THE DATA:
------------------------

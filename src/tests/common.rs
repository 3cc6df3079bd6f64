use crate::bus::i2c_sim::{SimulatedBus, SimulatedI2c};
use crate::bus::{I2cTransport, RegisterBus, SharedTransport};
use crate::drivers::pca9685::{
    Pca9685, DEFAULT_ADDRESS, MODE1_AI, POWER_ON_REGISTERS, REGISTER_MODE1,
};
use embedded_hal::delay::DelayNs;
use parking_lot::Mutex;
use std::sync::Arc;

pub const BUS_ID: u8 = 1;

/// Opened transport over `bus`.
pub fn open_transport(bus: &Arc<Mutex<SimulatedBus>>) -> SharedTransport {
    let mut transport = I2cTransport::new(BUS_ID, Box::new(SimulatedI2c::new(bus.clone())));
    transport.open().expect("simulated bus refused to open");
    transport.into_shared()
}

pub fn bus_with_device(address: u16) -> (Arc<Mutex<SimulatedBus>>, SharedTransport) {
    let bus = SimulatedBus::shared();
    bus.lock().attach(address);
    let transport = open_transport(&bus);
    (bus, transport)
}

/// Records every requested delay in milliseconds instead of sleeping.
#[derive(Clone, Default)]
pub struct RecordingDelay {
    calls: Arc<Mutex<Vec<u32>>>,
}

impl RecordingDelay {
    pub fn calls(&self) -> Vec<u32> {
        self.calls.lock().clone()
    }
}

impl DelayNs for RecordingDelay {
    fn delay_ns(&mut self, ns: u32) {
        self.calls.lock().push(ns / 1_000_000);
    }

    fn delay_us(&mut self, us: u32) {
        self.calls.lock().push(us / 1_000);
    }

    fn delay_ms(&mut self, ms: u32) {
        self.calls.lock().push(ms);
    }
}

pub struct ChipFixture {
    pub bus: Arc<Mutex<SimulatedBus>>,
    pub chip: Pca9685<RecordingDelay>,
    pub delay: RecordingDelay,
}

/// A chip in its power-on state at the default address. Bursts only advance
/// the register pointer while MODE1.AI is set, as on the real part.
pub fn power_on_chip() -> ChipFixture {
    let bus = SimulatedBus::shared();
    bus.lock().attach_with_increment_gate(
        DEFAULT_ADDRESS,
        &POWER_ON_REGISTERS,
        REGISTER_MODE1,
        MODE1_AI,
    );
    let transport = open_transport(&bus);
    let delay = RecordingDelay::default();
    let chip = Pca9685::with_delay(RegisterBus::new(&transport, DEFAULT_ADDRESS), delay.clone());
    ChipFixture { bus, chip, delay }
}

impl ChipFixture {
    pub fn register(&self, register: u8) -> u8 {
        self.bus
            .lock()
            .register(DEFAULT_ADDRESS, register)
            .expect("chip not attached")
    }

    pub fn set_register(&self, register: u8, value: u8) {
        self.bus.lock().set_register(DEFAULT_ADDRESS, register, value);
    }

    pub fn writes(&self) -> Vec<Vec<u8>> {
        self.bus.lock().writes_to(DEFAULT_ADDRESS)
    }

    /// Forget traffic and delays recorded so far.
    pub fn clear(&self) {
        self.bus.lock().clear_log();
        self.delay.calls.lock().clear();
    }
}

------------------------

TASK:
Above are some records. Copy each of their lines that holds the string "DelayNs".

SOLUTION TO THIS PROBLEM:
use embedded_hal::delay::DelayNs;
impl DelayNs for RecordingDelay {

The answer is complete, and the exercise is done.